Collected data entries:
-- Opening Marker --

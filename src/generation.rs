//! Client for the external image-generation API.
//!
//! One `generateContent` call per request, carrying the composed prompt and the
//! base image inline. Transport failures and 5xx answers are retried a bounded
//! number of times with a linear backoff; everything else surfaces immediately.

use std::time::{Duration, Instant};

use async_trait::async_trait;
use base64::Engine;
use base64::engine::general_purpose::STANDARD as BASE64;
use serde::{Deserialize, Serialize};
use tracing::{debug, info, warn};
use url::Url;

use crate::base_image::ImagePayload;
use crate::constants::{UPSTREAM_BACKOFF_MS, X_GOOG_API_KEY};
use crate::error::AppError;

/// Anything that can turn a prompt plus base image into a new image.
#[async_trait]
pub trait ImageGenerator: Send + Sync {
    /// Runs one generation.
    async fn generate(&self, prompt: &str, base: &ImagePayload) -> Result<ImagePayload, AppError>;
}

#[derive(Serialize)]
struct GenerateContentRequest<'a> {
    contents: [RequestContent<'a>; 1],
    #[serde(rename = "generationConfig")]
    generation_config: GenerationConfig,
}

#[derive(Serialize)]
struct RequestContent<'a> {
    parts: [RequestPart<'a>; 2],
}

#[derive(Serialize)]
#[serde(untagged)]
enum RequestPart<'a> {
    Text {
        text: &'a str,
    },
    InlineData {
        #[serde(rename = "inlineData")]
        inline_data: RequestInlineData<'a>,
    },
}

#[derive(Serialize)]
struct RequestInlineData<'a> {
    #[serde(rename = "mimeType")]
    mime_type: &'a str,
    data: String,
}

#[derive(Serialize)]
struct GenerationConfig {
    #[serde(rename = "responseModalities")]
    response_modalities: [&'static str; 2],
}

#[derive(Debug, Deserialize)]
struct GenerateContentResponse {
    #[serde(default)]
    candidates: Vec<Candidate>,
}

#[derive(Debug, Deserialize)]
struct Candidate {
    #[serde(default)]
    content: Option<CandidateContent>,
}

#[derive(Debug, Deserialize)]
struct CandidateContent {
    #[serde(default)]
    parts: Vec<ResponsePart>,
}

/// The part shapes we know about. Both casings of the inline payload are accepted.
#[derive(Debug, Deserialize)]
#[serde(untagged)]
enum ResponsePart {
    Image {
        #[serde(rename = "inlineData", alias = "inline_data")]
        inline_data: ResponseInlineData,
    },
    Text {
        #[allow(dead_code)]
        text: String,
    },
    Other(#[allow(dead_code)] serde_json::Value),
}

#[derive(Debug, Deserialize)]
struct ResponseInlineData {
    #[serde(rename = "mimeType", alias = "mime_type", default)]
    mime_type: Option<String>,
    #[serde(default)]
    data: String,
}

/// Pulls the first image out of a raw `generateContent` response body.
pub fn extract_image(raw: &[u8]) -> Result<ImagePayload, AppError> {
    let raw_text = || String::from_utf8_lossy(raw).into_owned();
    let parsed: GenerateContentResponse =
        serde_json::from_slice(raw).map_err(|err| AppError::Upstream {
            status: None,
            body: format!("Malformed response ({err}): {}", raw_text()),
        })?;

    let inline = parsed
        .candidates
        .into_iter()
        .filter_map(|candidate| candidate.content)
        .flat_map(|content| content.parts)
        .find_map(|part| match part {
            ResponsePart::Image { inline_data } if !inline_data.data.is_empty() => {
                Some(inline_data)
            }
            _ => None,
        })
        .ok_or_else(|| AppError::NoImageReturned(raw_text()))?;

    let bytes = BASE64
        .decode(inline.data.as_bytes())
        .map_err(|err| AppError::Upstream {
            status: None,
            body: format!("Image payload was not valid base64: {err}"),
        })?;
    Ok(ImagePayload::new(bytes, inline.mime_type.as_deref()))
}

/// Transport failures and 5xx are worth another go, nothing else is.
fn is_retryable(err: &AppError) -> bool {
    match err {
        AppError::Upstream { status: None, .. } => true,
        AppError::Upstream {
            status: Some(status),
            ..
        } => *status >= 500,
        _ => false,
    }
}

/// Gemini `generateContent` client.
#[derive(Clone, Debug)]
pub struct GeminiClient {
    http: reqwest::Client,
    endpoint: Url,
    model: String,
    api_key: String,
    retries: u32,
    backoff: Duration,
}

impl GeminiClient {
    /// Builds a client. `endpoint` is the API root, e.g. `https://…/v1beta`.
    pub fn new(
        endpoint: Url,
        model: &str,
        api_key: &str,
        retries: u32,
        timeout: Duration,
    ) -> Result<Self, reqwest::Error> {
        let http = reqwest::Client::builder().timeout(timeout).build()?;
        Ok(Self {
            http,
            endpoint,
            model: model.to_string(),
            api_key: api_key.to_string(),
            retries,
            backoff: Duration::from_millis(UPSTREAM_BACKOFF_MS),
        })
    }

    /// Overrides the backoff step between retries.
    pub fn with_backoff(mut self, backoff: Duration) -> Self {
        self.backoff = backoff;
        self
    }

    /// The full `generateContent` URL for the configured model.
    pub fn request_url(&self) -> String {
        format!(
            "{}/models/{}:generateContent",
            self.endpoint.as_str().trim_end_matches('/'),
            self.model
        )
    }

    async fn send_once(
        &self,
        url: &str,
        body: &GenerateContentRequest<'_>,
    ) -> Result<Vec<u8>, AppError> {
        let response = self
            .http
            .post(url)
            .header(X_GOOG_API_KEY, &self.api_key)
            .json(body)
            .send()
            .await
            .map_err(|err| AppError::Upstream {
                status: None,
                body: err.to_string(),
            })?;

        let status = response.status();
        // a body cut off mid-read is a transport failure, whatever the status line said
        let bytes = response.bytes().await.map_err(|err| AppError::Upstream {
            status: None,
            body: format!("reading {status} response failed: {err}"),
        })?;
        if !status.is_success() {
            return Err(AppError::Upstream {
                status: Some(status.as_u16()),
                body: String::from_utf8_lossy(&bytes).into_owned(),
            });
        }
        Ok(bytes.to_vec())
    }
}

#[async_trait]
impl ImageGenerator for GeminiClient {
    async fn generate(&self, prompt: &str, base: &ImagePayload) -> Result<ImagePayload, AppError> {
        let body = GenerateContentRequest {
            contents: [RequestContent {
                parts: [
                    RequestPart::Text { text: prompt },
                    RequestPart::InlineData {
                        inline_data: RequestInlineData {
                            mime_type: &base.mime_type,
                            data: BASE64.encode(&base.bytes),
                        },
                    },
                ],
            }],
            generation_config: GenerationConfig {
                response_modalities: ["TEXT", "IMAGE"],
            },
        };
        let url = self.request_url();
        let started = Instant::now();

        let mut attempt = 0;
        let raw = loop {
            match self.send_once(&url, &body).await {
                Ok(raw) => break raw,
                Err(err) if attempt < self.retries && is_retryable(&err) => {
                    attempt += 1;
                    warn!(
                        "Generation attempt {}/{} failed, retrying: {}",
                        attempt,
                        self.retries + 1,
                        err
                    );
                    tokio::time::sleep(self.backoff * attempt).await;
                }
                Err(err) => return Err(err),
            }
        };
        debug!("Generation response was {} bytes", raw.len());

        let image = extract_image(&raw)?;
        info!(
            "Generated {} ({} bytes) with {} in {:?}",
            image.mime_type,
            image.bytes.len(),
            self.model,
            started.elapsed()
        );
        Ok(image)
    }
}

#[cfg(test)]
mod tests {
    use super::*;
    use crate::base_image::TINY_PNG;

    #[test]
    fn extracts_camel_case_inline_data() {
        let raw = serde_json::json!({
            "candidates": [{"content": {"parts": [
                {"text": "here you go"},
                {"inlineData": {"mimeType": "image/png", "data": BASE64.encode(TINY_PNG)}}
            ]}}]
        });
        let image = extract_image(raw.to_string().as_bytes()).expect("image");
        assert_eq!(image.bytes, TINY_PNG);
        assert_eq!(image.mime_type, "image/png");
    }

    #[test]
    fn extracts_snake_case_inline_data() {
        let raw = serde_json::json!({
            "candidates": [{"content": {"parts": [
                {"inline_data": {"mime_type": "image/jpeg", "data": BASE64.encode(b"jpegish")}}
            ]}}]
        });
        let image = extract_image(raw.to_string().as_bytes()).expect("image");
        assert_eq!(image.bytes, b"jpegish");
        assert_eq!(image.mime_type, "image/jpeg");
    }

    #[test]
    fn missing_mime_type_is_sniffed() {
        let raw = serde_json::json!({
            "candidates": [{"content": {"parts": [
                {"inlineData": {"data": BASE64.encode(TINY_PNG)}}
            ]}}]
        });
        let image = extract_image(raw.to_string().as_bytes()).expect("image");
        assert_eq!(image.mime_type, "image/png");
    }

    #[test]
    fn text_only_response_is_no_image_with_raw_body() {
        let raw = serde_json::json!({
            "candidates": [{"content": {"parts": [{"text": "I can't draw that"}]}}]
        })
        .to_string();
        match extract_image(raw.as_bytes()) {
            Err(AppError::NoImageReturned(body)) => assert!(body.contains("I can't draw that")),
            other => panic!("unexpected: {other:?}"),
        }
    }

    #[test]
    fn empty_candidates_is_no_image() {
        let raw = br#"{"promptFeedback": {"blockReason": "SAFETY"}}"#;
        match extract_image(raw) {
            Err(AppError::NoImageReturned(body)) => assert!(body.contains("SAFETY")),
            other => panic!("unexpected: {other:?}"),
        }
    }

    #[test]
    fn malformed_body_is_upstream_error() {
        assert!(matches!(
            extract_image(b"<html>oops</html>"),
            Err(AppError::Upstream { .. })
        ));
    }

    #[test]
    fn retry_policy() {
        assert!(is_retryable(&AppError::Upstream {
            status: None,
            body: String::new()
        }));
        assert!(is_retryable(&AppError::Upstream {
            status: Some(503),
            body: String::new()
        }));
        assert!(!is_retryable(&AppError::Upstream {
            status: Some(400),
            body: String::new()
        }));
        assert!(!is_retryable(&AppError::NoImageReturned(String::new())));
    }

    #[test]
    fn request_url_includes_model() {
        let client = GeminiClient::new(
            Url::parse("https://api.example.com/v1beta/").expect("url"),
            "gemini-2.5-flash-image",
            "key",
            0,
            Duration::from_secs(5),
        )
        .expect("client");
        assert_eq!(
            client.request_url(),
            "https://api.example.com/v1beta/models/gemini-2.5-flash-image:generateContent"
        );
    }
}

-- Closing Marker --

== The problem ==
Lines from the beginning of the data above through the line containing "retried a bounded" are to be returned exactly, and no others.

== Answer area ==
filename src/generation.rs
//! Client for the external image-generation API.
//!
//! One `generateContent` call per request, carrying the composed prompt and the
//! base image inline. Transport failures and 5xx answers are retried a bounded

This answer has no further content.